Surfactant is a complex mixture of phospholipids, mainly dipalmitoylphosphatidylcholine (DPCC) and surfactant proteins (SP); SP-A, SP-B, SP-C, and SP-D. DPCC plays a crucial role in lowering the surface tension, while SPs provide immunity against invading pathogens. SPs also enhance the activity of phospholipids, aiding in the adsorption and spread of surfactants all over the alveolar surface. Surfactant production starts as early as 24 weeks of gestation in humans and peaks at about 36-38 weeks. The generation and secretion of lung surfactants are tightly regulated processes.
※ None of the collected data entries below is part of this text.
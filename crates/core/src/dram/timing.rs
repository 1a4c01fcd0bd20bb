//! Timing constraint validator.
//!
//! Decides, for one command against the current rank state, whether it may
//! issue. All comparisons are inclusive: a command exactly `tX` after its
//! reference event is legal (within [`TIMING_EPSILON_NS`]).
//!
//! Checks run in a fixed order and the first failure is reported:
//! 1. **Refresh mode:** REF in per-bank mode or REFpb in all-bank mode.
//! 2. **State:** The transition table of every affected bank; a refreshing bank fails tRFC/tRFCpb.
//! 3. **Row:** RD/WR naming a row must hit the bank's open row.
//! 4. **Exit delays:** tXP after power-down exit, tXSDR/tXSDLL after self-refresh exit.
//! 5. **Intervals:** Command-specific JEDEC intervals (tRP, tRC, tRRD, tFAW, tRCD, tWTR, tRAS, tWR).

use std::fmt;

use serde::Serialize;
use thiserror::Error;

use crate::common::units::TIMING_EPSILON_NS;
use crate::dram::state::{BankPhase, BankState, RankState, Transition, transition};
use crate::spec::{RefreshMode, TimingSpec};
use crate::trace::{CommandEvent, CommandKind};

/// A named JEDEC interval.
#[derive(Debug, Clone, Copy, PartialEq, Eq, Hash, Serialize)]
pub enum TimingConstraint {
    /// PRE to ACT on a bank.
    Rp,
    /// ACT to RD/WR on a bank.
    Rcd,
    /// ACT to PRE on a bank.
    Ras,
    /// ACT to ACT on a bank.
    Rc,
    /// ACT to ACT across banks of a rank.
    Rrd,
    /// Four-activation window of a rank.
    Faw,
    /// Read/write turnaround.
    Wtr,
    /// Write recovery before PRE.
    Wr,
    /// All-bank refresh cycle.
    Rfc,
    /// Per-bank refresh cycle.
    RfcPb,
    /// Power-down exit latency.
    Xp,
    /// Self-refresh exit latency.
    Xsdr,
    /// Self-refresh exit latency for DLL-dependent commands.
    Xsdll,
}

impl fmt::Display for TimingConstraint {
    fn fmt(&self, f: &mut fmt::Formatter<'_>) -> fmt::Result {
        let name = match self {
            Self::Rp => "tRP",
            Self::Rcd => "tRCD",
            Self::Ras => "tRAS",
            Self::Rc => "tRC",
            Self::Rrd => "tRRD",
            Self::Faw => "tFAW",
            Self::Wtr => "tWTR",
            Self::Wr => "tWR",
            Self::Rfc => "tRFC",
            Self::RfcPb => "tRFCpb",
            Self::Xp => "tXP",
            Self::Xsdr => "tXSDR",
            Self::Xsdll => "tXSDLL",
        };
        f.write_str(name)
    }
}

/// Why a command was illegal.
#[derive(Debug, Clone, Copy, PartialEq, Serialize)]
#[serde(tag = "type", rename_all = "snake_case")]
pub enum ViolationKind {
    /// The command came too early.
    Timing {
        /// Interval that was not respected.
        constraint: TimingConstraint,
        /// Minimum separation.
        required_ns: f64,
        /// Observed separation.
        actual_ns: f64,
    },
    /// No legal transition exists from the bank's phase.
    IllegalState {
        /// Offending bank.
        bank: usize,
        /// Its phase when the command arrived.
        phase: BankPhase,
    },
    /// RD/WR addressed a row that is not open.
    RowMismatch {
        /// Currently open row.
        open_row: Option<u32>,
        /// Row named by the command.
        requested_row: u32,
    },
    /// REF/REFpb does not match the configured refresh mode.
    RefreshModeMismatch {
        /// Mode of the run.
        mode: RefreshMode,
    },
}

impl ViolationKind {
    /// True when only an interval was missed; the state change itself is legal.
    ///
    /// A command hitting a bank that is still refreshing fails tRFC/tRFCpb
    /// but has no transition to apply, so it is not timing-only.
    pub const fn is_timing_only(&self) -> bool {
        match self {
            Self::Timing { constraint, .. } => {
                !matches!(constraint, TimingConstraint::Rfc | TimingConstraint::RfcPb)
            }
            Self::IllegalState { .. } | Self::RowMismatch { .. } | Self::RefreshModeMismatch { .. } => false,
        }
    }
}

impl fmt::Display for ViolationKind {
    fn fmt(&self, f: &mut fmt::Formatter<'_>) -> fmt::Result {
        match self {
            Self::Timing {
                constraint,
                required_ns,
                actual_ns,
            } => write!(f, "{constraint} violated ({actual_ns:.3} ns < {required_ns:.3} ns)"),
            Self::IllegalState { bank, phase } => write!(f, "illegal in bank {bank} state {phase:?}"),
            Self::RowMismatch {
                open_row: Some(open),
                requested_row,
            } => write!(f, "row {requested_row} requested but row {open} is open"),
            Self::RowMismatch {
                open_row: None,
                requested_row,
            } => write!(f, "row {requested_row} requested but no row is open"),
            Self::RefreshModeMismatch { mode } => write!(f, "not allowed in {mode} refresh mode"),
        }
    }
}

/// A command that failed validation.
#[derive(Debug, Clone, Copy, PartialEq, Serialize, Error)]
#[error("{command} at {time_ns} ns (rank {rank}, bank {bank}): {kind}")]
pub struct ConstraintViolation {
    /// Issue time of the command.
    pub time_ns: f64,
    /// Command kind.
    pub command: CommandKind,
    /// Target rank.
    pub rank: usize,
    /// Target bank (0 for rank-level commands).
    pub bank: usize,
    /// What was violated.
    pub kind: ViolationKind,
}

/// Stateless legality checker for one device.
#[derive(Debug, Clone, Copy)]
pub struct TimingValidator {
    timing: TimingSpec,
    mode: RefreshMode,
}

impl TimingValidator {
    /// Creates a validator for the given timing and refresh mode.
    pub const fn new(timing: TimingSpec, mode: RefreshMode) -> Self {
        Self { timing, mode }
    }

    /// Checks `event` against `rank`, which must be its target rank.
    ///
    /// # Arguments
    ///
    /// * `event` - The command to be issued.
    /// * `rank` - State of the target rank, with completed refreshes already settled.
    ///
    /// # Returns
    ///
    /// `Ok(())` if the command may issue, otherwise the first violated constraint.
    pub fn validate(&self, event: &CommandEvent, rank: &RankState) -> Result<(), ConstraintViolation> {
        if event.kind == CommandKind::End {
            return Ok(());
        }
        let fail = |kind| ConstraintViolation {
            time_ns: event.time_ns,
            command: event.kind,
            rank: event.rank,
            bank: if event.kind.is_bank_command() { event.bank } else { 0 },
            kind,
        };
        let now = event.time_ns;

        match (event.kind, self.mode) {
            (CommandKind::Ref, RefreshMode::PerBank) | (CommandKind::RefPb, RefreshMode::AllBank) => {
                return Err(fail(ViolationKind::RefreshModeMismatch { mode: self.mode }));
            }
            _ => {}
        }

        let targets: &[BankState] = if event.kind.is_bank_command() {
            &rank.banks[event.bank..=event.bank]
        } else {
            &rank.banks
        };
        for bank in targets {
            self.check_phase(event.kind, bank, now).map_err(fail)?;
        }

        let bank = &targets[0];
        if event.kind.is_column_access() {
            match event.row {
                Some(requested_row) if bank.open_row != Some(requested_row) => {
                    return Err(fail(ViolationKind::RowMismatch {
                        open_row: bank.open_row,
                        requested_row,
                    }));
                }
                _ => {}
            }
        }

        if let Some(exit) = rank.last_power_down_exit_ns {
            require(TimingConstraint::Xp, self.timing.txp, now - exit).map_err(fail)?;
        }
        if let Some(exit) = rank.last_self_refresh_exit_ns {
            require(TimingConstraint::Xsdr, self.timing.txsdr, now - exit).map_err(fail)?;
            if event.kind.is_column_access() {
                require(TimingConstraint::Xsdll, self.timing.txsdll_ns(), now - exit).map_err(fail)?;
            }
        }

        match event.kind {
            CommandKind::Act => {
                if let Some(pre) = bank.last_pre_ns {
                    require(TimingConstraint::Rp, self.timing.trp, now - pre).map_err(fail)?;
                }
                if let Some(act) = bank.last_act_ns {
                    require(TimingConstraint::Rc, self.timing.row_cycle(), now - act).map_err(fail)?;
                }
                if let Some(act) = rank.last_act_ns {
                    require(TimingConstraint::Rrd, self.timing.trrd, now - act).map_err(fail)?;
                }
                if let Some(anchor) = rank.faw_anchor_ns() {
                    require(TimingConstraint::Faw, self.timing.tfaw, now - anchor).map_err(fail)?;
                }
            }
            CommandKind::Rd | CommandKind::Wr => {
                if let Some(act) = bank.last_act_ns {
                    require(TimingConstraint::Rcd, self.timing.trcd, now - act).map_err(fail)?;
                }
                let turnaround = if event.kind == CommandKind::Rd {
                    rank.last_wr_ns
                } else {
                    rank.last_rd_ns
                };
                if let Some(previous) = turnaround {
                    require(TimingConstraint::Wtr, self.timing.twtr, now - previous).map_err(fail)?;
                }
            }
            CommandKind::Pre => self.check_precharge(bank, now).map_err(fail)?,
            CommandKind::PreA => {
                for bank in rank.banks.iter().filter(|b| b.phase == BankPhase::Active) {
                    self.check_precharge(bank, now).map_err(fail)?;
                }
            }
            _ => {}
        }
        Ok(())
    }

    /// Legality of `kind` against one bank's phase.
    fn check_phase(&self, kind: CommandKind, bank: &BankState, now: f64) -> Result<(), ViolationKind> {
        match transition(bank.phase, kind) {
            Transition::To(_) | Transition::Stay => Ok(()),
            Transition::Rejected if bank.phase == BankPhase::Refreshing => Err(ViolationKind::Timing {
                constraint: match self.mode {
                    RefreshMode::AllBank => TimingConstraint::Rfc,
                    RefreshMode::PerBank => TimingConstraint::RfcPb,
                },
                required_ns: self.timing.refresh_cycle(self.mode),
                actual_ns: now - bank.phase_entered_ns,
            }),
            Transition::Rejected => Err(ViolationKind::IllegalState {
                bank: bank.bank,
                phase: bank.phase,
            }),
        }
    }

    /// tRAS since ACT and tWR since the last write of an open bank.
    fn check_precharge(&self, bank: &BankState, now: f64) -> Result<(), ViolationKind> {
        if let Some(act) = bank.last_act_ns {
            require(TimingConstraint::Ras, self.timing.tras, now - act)?;
        }
        if let Some(write) = bank.last_wr_ns {
            require(TimingConstraint::Wr, self.timing.twr, now - write)?;
        }
        Ok(())
    }
}

/// Inclusive `actual >= required` with [`TIMING_EPSILON_NS`] slack.
fn require(constraint: TimingConstraint, required_ns: f64, actual_ns: f64) -> Result<(), ViolationKind> {
    if actual_ns + TIMING_EPSILON_NS >= required_ns {
        Ok(())
    } else {
        Err(ViolationKind::Timing {
            constraint,
            required_ns,
            actual_ns,
        })
    }
}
Surfactant is synthesized by type II alveolar cells and stored in lamellar bodies. Following stimulation, these lamellar bodies combine with the cell membrane and release their content into the alveolar spaces. Respiratory distress syndrome (RDS) is a fatal disease that primarily occurs in premature infants, and is mainly caused by the absence or dysfunction of pulmonary surfactant. The alveoli collapse due to surfactant insufficiency impairs the gas exchange in RDS causing respiratory failure. One of the treatment options for RDS in preterm infants is surfactant replacement therapy (SRT), where exogenous surfactant preparations are given to replete the levels of surfactant in the lungs. Prophylactic corticosteroids given at about 24 to 34 weeks of gestation to the pregnant mother may prevent surfactant deficiency in babies as it hastens surfactant production. In this review, we have explored the role of surfactants in the normal functioning of the lungs and different disease conditions.